Films such as Hallelujah (1929) sentimentalized
the plantation myth to keep black people in “their
place.” The film capitalized upon the loss of the
supportive extended family of the rural Southern
communities after black migration to large cities
such as New York, Chicago, and Los Angeles (Jones
23). The scenes of the sharecroppers on Zeke’s
farm smiling, laughing, and singing as they pick
cotton are blatantly reminiscent of the
popularized myth of happy slaves on the
plantation. Things were better back then, these
scenes suggest; life was good.

When Zeke goes into
town to sell the year’s crop, he falls prey to the
evils of city life–gambling, loose women, and
drinking– which results in the death of his
brother. The message is clear: black people only
get into trouble when they fail to stay in their
place. Using the images of black people to promote
a racist political agenda is not a relic of the
past, however. It is the legacy handed down to
contemporary film and other media. The lives of
black Americans are portrayed with off-balance
images that totally ignore the complexity of black
experience (Johnson 13; Spigner 40).
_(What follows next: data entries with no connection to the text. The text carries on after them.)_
//! Console renderings of sweep results.
//!
//! Every function returns a `String` so the binary decides where it goes and
//! tests can inspect the layout.

use std::fmt::Write as _;

use super::results::{ResultRecord, ResultsTable};

/// Shading from lowest to highest accuracy in the table.
const SHADES: [char; 5] = [' ', '░', '▒', '▓', '█'];

const BAR_WIDTH: usize = 40;

/// Accuracy line, selected parameters and classification report for one
/// combination.
pub fn combination_report(record: &ResultRecord) -> String {
    let mut out = String::new();
    let _ = writeln!(
        out,
        "== {} + {} ==",
        record.vectorizer, record.classifier
    );
    let _ = writeln!(out, "accuracy: {:.4}", record.accuracy);
    match record.cv_score {
        Some(score) => {
            let _ = writeln!(
                out,
                "best params: {} (mean CV accuracy {:.4})",
                record.best_params, score
            );
        }
        None => {
            let _ = writeln!(out, "params: {} (single candidate)", record.best_params);
        }
    }
    let _ = writeln!(out);
    let _ = write!(out, "{}", record.report);
    out
}

/// Vectorizer / Model / Accuracy table in insertion order.
pub fn results_table(table: &ResultsTable) -> String {
    let vec_width = column_width("Vectorizer", table.vectorizer_names());
    let model_width = column_width("Model", table.classifier_names());
    let mut out = String::new();
    let _ = writeln!(
        out,
        "{:<vec_width$}  {:<model_width$}  {:>8}",
        "Vectorizer", "Model", "Accuracy"
    );
    let _ = writeln!(
        out,
        "{}  {}  {}",
        "-".repeat(vec_width),
        "-".repeat(model_width),
        "-".repeat(8)
    );
    for record in table.records() {
        let _ = writeln!(
            out,
            "{:<vec_width$}  {:<model_width$}  {:>8.4}",
            record.vectorizer, record.classifier, record.accuracy
        );
    }
    out
}

/// Accuracy grid with vectorizers as rows and models as columns. Each cell is
/// shaded relative to the lowest and highest accuracy in the table.
pub fn accuracy_heatmap(table: &ResultsTable) -> String {
    let vectorizers = table.vectorizer_names();
    let models = table.classifier_names();
    let row_width = column_width("", vectorizers.clone());
    let cell_width = models.iter().map(|m| m.len()).max().unwrap_or(0).max(8);
    let (low, high) = table
        .records()
        .iter()
        .fold((f64::INFINITY, f64::NEG_INFINITY), |(lo, hi), r| {
            (lo.min(r.accuracy), hi.max(r.accuracy))
        });

    let mut out = String::new();
    let _ = write!(out, "{:<row_width$}", "");
    for model in &models {
        let _ = write!(out, "  {:^cell_width$}", model);
    }
    let _ = writeln!(out);
    for vectorizer in &vectorizers {
        let _ = write!(out, "{:<row_width$}", vectorizer);
        for model in &models {
            let cell = match table.get(vectorizer, model) {
                Some(record) => {
                    let shade = shade_for(record.accuracy, low, high);
                    let glyphs = shade.to_string().repeat(2);
                    format!("{glyphs} {:.3}", record.accuracy)
                }
                None => "-".to_string(),
            };
            let _ = write!(out, "  {:^cell_width$}", cell);
        }
        let _ = writeln!(out);
    }
    out
}

/// Horizontal bars grouped by model, one bar per vectorizer.
pub fn grouped_bar_chart(table: &ResultsTable) -> String {
    let vectorizers = table.vectorizer_names();
    let label_width = column_width("", vectorizers.clone());
    let mut out = String::new();
    for model in table.classifier_names() {
        let _ = writeln!(out, "{model}");
        for vectorizer in &vectorizers {
            let Some(record) = table.get(vectorizer, model) else {
                continue;
            };
            let filled = (record.accuracy.clamp(0.0, 1.0) * BAR_WIDTH as f64).round() as usize;
            let _ = writeln!(
                out,
                "  {:<label_width$} |{}{}| {:.4}",
                vectorizer,
                "█".repeat(filled),
                " ".repeat(BAR_WIDTH - filled),
                record.accuracy
            );
        }
    }
    out
}

/// Confusion matrices laid out as a grid: one row of blocks per vectorizer,
/// one block per model.
pub fn confusion_grid(table: &ResultsTable) -> String {
    let mut out = String::new();
    for vectorizer in table.vectorizer_names() {
        let blocks = table
            .classifier_names()
            .into_iter()
            .filter_map(|model| table.get(vectorizer, model))
            .map(confusion_block)
            .collect::<Vec<_>>();
        let width = blocks
            .iter()
            .flat_map(|block| block.iter().map(|line| line.chars().count()))
            .max()
            .unwrap_or(0);
        let height = blocks.iter().map(Vec::len).max().unwrap_or(0);
        for line_idx in 0..height {
            let line = blocks
                .iter()
                .map(|block| {
                    let text = block.get(line_idx).map(String::as_str).unwrap_or("");
                    let pad = width.saturating_sub(text.chars().count());
                    format!("{text}{}", " ".repeat(pad))
                })
                .collect::<Vec<_>>()
                .join("    ");
            let _ = writeln!(out, "{}", line.trim_end());
        }
        let _ = writeln!(out);
    }
    out
}

fn confusion_block(record: &ResultRecord) -> Vec<String> {
    let cm = &record.confusion;
    let mut lines = vec![
        format!("{} / {}", record.vectorizer, record.classifier),
        format!(
            "{:>9}{}",
            "true\\pred",
            (0..cm.n_classes)
                .map(|p| format!("{p:>7}"))
                .collect::<String>()
        ),
    ];
    for truth in 0..cm.n_classes {
        lines.push(format!(
            "{truth:>9}{}",
            (0..cm.n_classes)
                .map(|p| format!("{:>7}", cm.get(truth, p)))
                .collect::<String>()
        ));
    }
    lines
}

fn shade_for(accuracy: f64, low: f64, high: f64) -> char {
    let span = high - low;
    let level = if span <= f64::EPSILON {
        SHADES.len() - 1
    } else {
        (((accuracy - low) / span) * (SHADES.len() - 1) as f64).round() as usize
    };
    SHADES[level.min(SHADES.len() - 1)]
}

fn column_width(header: &str, names: Vec<&str>) -> usize {
    names
        .iter()
        .map(|name| name.chars().count())
        .max()
        .unwrap_or(0)
        .max(header.len())
}

#[cfg(test)]
mod tests {
    use super::*;
    use crate::sweep::results::tests::record;

    fn table() -> ResultsTable {
        let mut table = ResultsTable::new();
        table.push(record("tfidf", "naive_bayes", 0.9)).unwrap();
        table.push(record("tfidf", "linear_svm", 0.7)).unwrap();
        table.push(record("count", "naive_bayes", 0.8)).unwrap();
        table.push(record("count", "linear_svm", 0.5)).unwrap();
        table
    }

    #[test]
    fn table_lists_rows_in_insertion_order() {
        let text = results_table(&table());
        let lines = text.lines().collect::<Vec<_>>();
        assert!(lines[0].starts_with("Vectorizer"));
        assert!(lines[2].contains("tfidf") && lines[2].contains("naive_bayes"));
        assert!(lines[5].contains("count") && lines[5].ends_with("0.5000"));
        assert_eq!(lines.len(), 6);
    }

    #[test]
    fn heatmap_shades_extremes() {
        let text = accuracy_heatmap(&table());
        assert!(text.contains("██ 0.900"));
        assert!(text.contains("   0.500"));
        assert_eq!(text.lines().count(), 3);
    }

    #[test]
    fn bar_length_tracks_accuracy() {
        let text = grouped_bar_chart(&table());
        let bar = text
            .lines()
            .find(|line| line.contains("0.5000"))
            .unwrap();
        assert_eq!(bar.matches('█').count(), BAR_WIDTH / 2);
        assert!(text.starts_with("naive_bayes\n"));
    }

    #[test]
    fn confusion_grid_places_models_side_by_side() {
        let text = confusion_grid(&table());
        let first = text.lines().next().unwrap();
        assert!(first.contains("tfidf / naive_bayes"));
        assert!(first.contains("tfidf / linear_svm"));
    }

    #[test]
    fn single_candidate_report_says_so() {
        let mut rec = record("count", "naive_bayes", 0.5);
        rec.cv_score = None;
        let text = combination_report(&rec);
        assert!(text.contains("single candidate"));
        assert!(text.contains("accuracy: 0.5000"));
    }
}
The images in
film and other media only offer extremes of bad
and good, of sexually threatening and sterile.
Hollywood gives black audiences images of black
men positioned at two extremes–criminals and drug
dealers at one end or sexually (and thus
politically) sterile beings on the other, as many
of Sidney Poitier’s characters are (Guerrero,
Framing 72).

A recent exhibition at the Whitney
Museum of American Art, Black Male: Representation
of Masculinity in Contemporary American Art, drew
some negative criticism about how black men were
portrayed. Adger Cowars, a Manhattan painter and
photographer said, “This is a show about white
people’s fears. It’s about sex, violence, and
sports. There’s no picture of a black man with a
child, his daughter or his son. Think of all the
great black men. There are none in this show”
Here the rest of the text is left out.